Clinical guidelines
Chronic neutropenia in children – diagnostics, therapeutic management and prophylaxis

Chronic neutropenia (CN) is a rare disorder in children. It is defined by an absolute neutrophil count (ANC) below 1500 cells per cubic microliter of peripheral blood, lasting for at least 6 months. It can be acquired or congenital. More frequent – acquired chronic neutropenia is mainly caused by: malnutrition, exposure to drugs, chemical compounds and viral infections. CN is the cardinal symptom of some rare, hereditary entities such as: chronic benign familial neutropenia, Shwachman-Diamond syndrome (SDS), Kostmann syndrome (KS), cyclic neutropenia (CyN), glycogen storage disease type 1b (GSD1b). It may be also associated with primary immunodeficiency (PID), organic acidaemia or autoimmune disease. Diagnostics requires: detailed medical history of a child, repeated complete blood counts (CBS) including absolute neutrophil count (ANC), bone marrow aspirate, granulocytic antibodies – in cases of severe neutropenia, sometimes – immunologic investigation.

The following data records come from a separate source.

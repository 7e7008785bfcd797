//! Domain types shared by the text and ranking crates.

use serde::{Deserialize, Deserializer, Serialize};
use serde_json::{Map, Value};

use crate::lenient;

/// Separator between levels of `product_category_tree`, e.g. `"Footwear>Sports"`.
pub const CATEGORY_DELIMITER: char = '>';

/// One catalog entry, as the host sends it.
///
/// - `product_name`: display name; items without one are never recommended
/// - `product_category_tree`: hierarchical path, only the first level is a category
/// - `price`: kept exactly as received and echoed back; see [`Item::price_value`]
/// - `reason`: filled in on items returned by the engine
/// - `extra`: any other attributes the host attached, echoed back untouched
///
/// Deserialization never fails on an object: see [`Item::from_map`].
#[derive(Debug, Clone, Default, PartialEq, Serialize)]
pub struct Item {
    pub product_name: String,
    #[serde(skip_serializing_if = "String::is_empty")]
    pub product_category_tree: String,
    #[serde(skip_serializing_if = "String::is_empty")]
    pub brand: String,
    #[serde(skip_serializing_if = "String::is_empty")]
    pub description: String,
    #[serde(skip_serializing_if = "Value::is_null")]
    pub price: Value,
    #[serde(skip_serializing_if = "Option::is_none")]
    pub reason: Option<String>,
    #[serde(flatten)]
    pub extra: Map<String, Value>,
}

impl<'de> Deserialize<'de> for Item {
    fn deserialize<D: Deserializer<'de>>(d: D) -> Result<Self, D::Error> {
        Ok(match Value::deserialize(d)? {
            Value::Object(map) => Self::from_map(map),
            _ => Self::default(),
        })
    }
}

/// Text under `key`, or under `alias` when `key` is missing or empty.
/// The key that was read is removed; an unused alias stays in `map`.
fn take_text(map: &mut Map<String, Value>, key: &str, alias: &str) -> String {
    let primary = map.remove(key).map(|v| lenient::text_of(&v)).unwrap_or_default();
    if !primary.is_empty() {
        return primary;
    }
    map.remove(alias).map(|v| lenient::text_of(&v)).unwrap_or_default()
}

impl Item {
    /// Field by field from a JSON object. Unusable values become empty
    /// instead of failing the whole item; unknown keys go to `extra`.
    pub fn from_map(mut map: Map<String, Value>) -> Self {
        let product_name = take_text(&mut map, "product_name", "name");
        let product_category_tree = take_text(&mut map, "product_category_tree", "category");
        let brand = map.remove("brand").map(|v| lenient::text_of(&v)).unwrap_or_default();
        let description = map.remove("description").map(|v| lenient::text_of(&v)).unwrap_or_default();
        let price = map.remove("price").unwrap_or(Value::Null);
        let reason = map.remove("reason").map(|v| lenient::text_of(&v)).filter(|r| !r.is_empty());
        Self { product_name, product_category_tree, brand, description, price, reason, extra: map }
    }

    pub fn new(name: &str, category_tree: &str, brand: &str, price: f64) -> Self {
        Self {
            product_name: name.to_string(),
            product_category_tree: category_tree.to_string(),
            brand: brand.to_string(),
            price: Value::from(price),
            ..Self::default()
        }
    }

    #[must_use]
    pub fn with_description(mut self, description: &str) -> Self {
        self.description = description.to_string();
        self
    }

    pub fn has_name(&self) -> bool {
        !self.product_name.is_empty()
    }

    /// Leniently parsed price; 0 when missing or not a number.
    pub fn price_value(&self) -> f64 {
        lenient::price_of(&self.price)
    }

    /// Whether the host supplied a price worth showing (non-empty text or a non-zero number).
    pub fn has_price(&self) -> bool {
        match &self.price {
            Value::String(s) => !s.is_empty(),
            Value::Number(n) => n.as_f64().is_some_and(|n| n != 0.0),
            _ => false,
        }
    }

    /// First level of the category tree, untrimmed.
    pub fn category_head(&self) -> &str {
        self.product_category_tree.split(CATEGORY_DELIMITER).next().unwrap_or("")
    }

    pub fn normalized_category(&self) -> String {
        normalize(self.category_head())
    }

    pub fn normalized_brand(&self) -> String {
        normalize(&self.brand)
    }
}

/// Hard constraints for one request. `0` means "unset" for the price bounds.
#[derive(Debug, Clone, Default, PartialEq, Serialize, Deserialize)]
#[serde(rename_all = "camelCase")]
pub struct Filters {
    #[serde(default, deserialize_with = "lenient::texts")]
    pub categories: Vec<String>,
    #[serde(default, deserialize_with = "lenient::texts")]
    pub brands: Vec<String>,
    #[serde(default, deserialize_with = "lenient::price")]
    pub min_price: f64,
    #[serde(default, deserialize_with = "lenient::price")]
    pub max_price: f64,
    #[serde(default, deserialize_with = "lenient::number")]
    pub brand_boost: f64,
}

/// Case and surrounding-whitespace insensitive key for category/brand matching.
pub fn normalize(text: &str) -> String {
    text.trim().to_lowercase()
}
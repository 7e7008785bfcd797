//! Request boundary: the only place faults are absorbed.
//!
//! Whatever happens inside a recommender, the host gets an array back.

use std::panic::{catch_unwind, AssertUnwindSafe};

use mmrec_core::{Item, RecommendRequest, Recommender};
use tracing::error;

pub struct Worker<R: Recommender> {
    recommender: R,
}

impl<R: Recommender> Worker<R> {
    pub fn new(recommender: R) -> Self { Self { recommender } }

    /// Recommendations, or an empty list when the recommender fails or panics.
    pub fn handle(&self, request: &RecommendRequest) -> Vec<Item> {
        match catch_unwind(AssertUnwindSafe(|| self.recommender.recommend(request))) {
            Ok(Ok(items)) => items,
            Ok(Err(e)) => {
                error!(error = %e, "recommendation failed");
                Vec::new()
            }
            Err(panic) => {
                let message = panic
                    .downcast_ref::<&str>()
                    .map(|s| (*s).to_string())
                    .or_else(|| panic.downcast_ref::<String>().cloned())
                    .unwrap_or_else(|| "unknown panic".to_string());
                error!(panic = %message, "recommender panicked");
                Vec::new()
            }
        }
    }

    /// One JSON message in, one JSON array out. Malformed input answers `[]`.
    pub fn handle_json(&self, message: &str) -> String {
        let request = match RecommendRequest::from_json(message) {
            Ok(request) => request,
            Err(e) => {
                error!(error = %e, "unreadable request");
                return "[]".to_string();
            }
        };
        let items = self.handle(&request);
        match serde_json::to_string(&items) {
            Ok(json) => json,
            Err(e) => {
                error!(error = %e, "response serialization failed");
                "[]".to_string()
            }
        }
    }
}
#![deny(warnings)]
#![deny(dead_code)]
#![deny(unused_variables)]
#![deny(unused_imports)]

pub mod config;
pub mod error;
pub mod lenient;
pub mod request;
pub mod traits;
pub mod types;

pub use error::{Error, Result};
pub use request::{RecommendOptions, RecommendRequest};
pub use traits::Recommender;
pub use types::{normalize, Filters, Item};
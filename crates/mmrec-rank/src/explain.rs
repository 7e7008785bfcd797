//! Human-readable reasons attached to each pick.
//!
//! The nearest seed is found with plain term counts rather than the request's
//! tf-idf space; it only has to name a plausible seed, not rank anything.

use mmrec_core::config::EngineSettings;
use mmrec_core::Item;
use mmrec_text::{item_tokens, SparseVector};

use crate::filter::ActiveFilters;

pub struct Explainer<'a> {
    settings: &'a EngineSettings,
    filters: &'a ActiveFilters,
    seeds: Vec<(&'a Item, SparseVector)>,
}

impl<'a> Explainer<'a> {
    pub fn new(settings: &'a EngineSettings, filters: &'a ActiveFilters, seeds: &'a [Item]) -> Self {
        let seeds = seeds.iter().map(|s| (s, SparseVector::term_counts(&item_tokens(s)))).collect();
        Self { settings, filters, seeds }
    }

    /// First seed with the highest term-count cosine to `tokens`.
    pub fn nearest_seed(&self, tokens: &[String]) -> Option<&'a Item> {
        let v = SparseVector::term_counts(tokens);
        let mut best: Option<(&'a Item, f64)> = None;
        for (seed, sv) in &self.seeds {
            let sim = sv.cosine(&v);
            if best.map_or(true, |(_, b)| sim > b) { best = Some((*seed, sim)); }
        }
        best.map(|(s, _)| s)
    }

    pub fn explain(&self, item: &Item, tokens: &[String]) -> String {
        let mut bits: Vec<String> = Vec::new();
        if let Some(seed) = self.nearest_seed(tokens).filter(|s| s.has_name()) {
            bits.push(format!("similar to {}", truncate(&seed.product_name, self.settings.seed_name_chars)));
        }
        if !item.product_category_tree.is_empty() {
            bits.push(format!("category: {}", item.product_category_tree));
        }
        if !item.brand.is_empty() {
            bits.push(format!("brand: {}", item.brand));
        }
        if item.has_price() {
            bits.push(format!("price {}{}", self.settings.currency_symbol, format_amount(item.price_value())));
        }
        if self.filters.budget > 0.0 {
            let within = item.price_value() <= self.filters.budget;
            bits.push(if within { "within budget" } else { "over budget" }.to_string());
        }
        if !self.filters.categories.is_empty() && self.filters.category_matches(item) {
            bits.push("matches chosen category".to_string());
        }
        if !self.filters.brands.is_empty() && self.filters.brand_matches(item) {
            bits.push("matches chosen brand".to_string());
        }
        bits.join(&self.settings.reason_separator)
    }
}

/// At most `max` chars; longer text keeps `max - 1` chars plus an ellipsis.
pub fn truncate(text: &str, max: usize) -> String {
    if text.chars().count() <= max {
        return text.to_string();
    }
    let mut out: String = text.chars().take(max.saturating_sub(1)).collect();
    out.push('…');
    out
}

/// Thousands separators and at most three decimals: `1299.5` → `"1,299.5"`.
pub fn format_amount(value: f64) -> String {
    let fixed = format!("{:.3}", value.abs());
    let (int_part, frac_part) = fixed.split_once('.').unwrap_or((fixed.as_str(), ""));
    let mut grouped = String::with_capacity(int_part.len() + int_part.len() / 3);
    for (i, c) in int_part.chars().enumerate() {
        if i > 0 && (int_part.len() - i) % 3 == 0 { grouped.push(','); }
        grouped.push(c);
    }
    let frac = frac_part.trim_end_matches('0');
    if frac.is_empty() { grouped } else { format!("{grouped}.{frac}") }
}
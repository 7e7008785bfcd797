//! Forgiving conversions for host-supplied JSON.
//!
//! Catalog rows come from spreadsheets and scrapers, so a price can be `49.5`,
//! `"49.50"` or `"₹1,299"`, and a brand can be a number. Nothing here fails:
//! anything unusable collapses to an empty string, zero or `None`.

use serde::{Deserialize, Deserializer};
use serde_json::Value;

use crate::types::{Filters, Item};

/// Keep only ASCII digits and `.` and parse the longest leading decimal.
///
/// `"₹1,299.00"` → 1299, `"1.2.3"` → 1.2, `"n/a"` → 0.
pub fn parse_lenient(text: &str) -> f64 {
    let kept: String = text.chars().filter(|c| c.is_ascii_digit() || *c == '.').collect();
    let mut end = 0;
    let mut seen_dot = false;
    for (i, c) in kept.char_indices() {
        if c == '.' {
            if seen_dot {
                break;
            }
            seen_dot = true;
        }
        end = i + 1;
    }
    kept[..end].parse::<f64>().ok().filter(|n| n.is_finite()).unwrap_or(0.0)
}

/// Price-style number: sign is discarded, non-numeric input is 0.
pub fn price_of(value: &Value) -> f64 {
    match value {
        Value::Number(n) => n.as_f64().filter(|n| n.is_finite()).map_or(0.0, f64::abs),
        Value::String(s) => parse_lenient(s),
        _ => 0.0,
    }
}

/// Longest leading decimal of `text` after leading whitespace, with optional
/// sign, fraction and exponent: `"12.5kg"` → 12.5, `"1,299"` → 1, `"about 7"` → `None`.
pub fn parse_float_prefix(text: &str) -> Option<f64> {
    let s = text.trim_start();
    let bytes = s.as_bytes();
    let digits_from = |mut i: usize| {
        while i < bytes.len() && bytes[i].is_ascii_digit() { i += 1; }
        i
    };
    let mut end = usize::from(matches!(bytes.first(), Some(b'+' | b'-')));
    let int_end = digits_from(end);
    let mut mantissa = int_end - end;
    end = int_end;
    if bytes.get(end) == Some(&b'.') {
        let frac_end = digits_from(end + 1);
        mantissa += frac_end - (end + 1);
        end = frac_end;
    }
    if mantissa == 0 {
        return None;
    }
    if matches!(bytes.get(end), Some(b'e' | b'E')) {
        let sign = usize::from(matches!(bytes.get(end + 1), Some(b'+' | b'-')));
        let exp_end = digits_from(end + 1 + sign);
        if exp_end > end + 1 + sign { end = exp_end; }
    }
    s[..end].parse::<f64>().ok().filter(|n| n.is_finite())
}

/// Request-style number: keeps the sign, reads the leading decimal of a
/// string, `None` when absent or unusable.
pub fn number_of(value: &Value) -> Option<f64> {
    match value {
        Value::Number(n) => n.as_f64().filter(|n| n.is_finite()),
        Value::String(s) => parse_float_prefix(s),
        _ => None,
    }
}

/// Text-style field: strings pass through, numbers are printed, everything else is empty.
pub fn text_of(value: &Value) -> String {
    match value {
        Value::String(s) => s.clone(),
        Value::Number(n) => n.to_string(),
        _ => String::new(),
    }
}

pub fn texts<'de, D: Deserializer<'de>>(d: D) -> Result<Vec<String>, D::Error> {
    Ok(match Value::deserialize(d)? {
        Value::Array(values) => values.iter().map(text_of).collect(),
        _ => Vec::new(),
    })
}

pub fn number<'de, D: Deserializer<'de>>(d: D) -> Result<f64, D::Error> {
    Ok(number_of(&Value::deserialize(d)?).unwrap_or(0.0))
}

/// Price bound: read like a catalog price, see [`price_of`].
pub fn price<'de, D: Deserializer<'de>>(d: D) -> Result<f64, D::Error> {
    Ok(price_of(&Value::deserialize(d)?))
}

pub fn optional_number<'de, D: Deserializer<'de>>(d: D) -> Result<Option<f64>, D::Error> {
    Ok(number_of(&Value::deserialize(d)?))
}

/// Non-array ⇒ no products. Non-object entries stay as `None` so indices line up.
pub fn products<'de, D: Deserializer<'de>>(d: D) -> Result<Vec<Option<Item>>, D::Error> {
    Ok(match Value::deserialize(d)? {
        Value::Array(values) => values
            .into_iter()
            .map(|v| match v {
                Value::Object(map) => Some(Item::from_map(map)),
                _ => None,
            })
            .collect(),
        _ => Vec::new(),
    })
}

/// Integral numbers and integer strings; anything else is dropped.
pub fn indices<'de, D: Deserializer<'de>>(d: D) -> Result<Vec<i64>, D::Error> {
    Ok(match Value::deserialize(d)? {
        Value::Array(values) => values
            .iter()
            .filter_map(|v| match v {
                Value::Number(n) => n
                    .as_i64()
                    .or_else(|| n.as_f64().filter(|f| f.fract() == 0.0 && f.is_finite()).map(|f| f as i64)),
                Value::String(s) => s.trim().parse::<i64>().ok(),
                _ => None,
            })
            .collect(),
        _ => Vec::new(),
    })
}

pub fn filters<'de, D: Deserializer<'de>>(d: D) -> Result<Filters, D::Error> {
    let value = Value::deserialize(d)?;
    Ok(if value.is_object() { serde_json::from_value(value).unwrap_or_default() } else { Filters::default() })
}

Therapeutic management depends on the clinical entity, patient’s age and severity of clinical course; it includes antibiotic and vaccine prophylaxis, in selected children – chronic rHuG-CSF-treatment or haematopoietic stem cell transplantation (HSCT) from an HLA – identical related or unrelated donor, especially in children suffering from the diseases connected with relatively high risk of malignant myeloid transformation such as: KS, SDS and Fanconi anaemia (FA). Currently, autoimune neutropenia of infancy (AIN), a benign and self-limiting condition, is more often diagnosed by anti-neutrophil antibodies detection, in children under 5 years of age.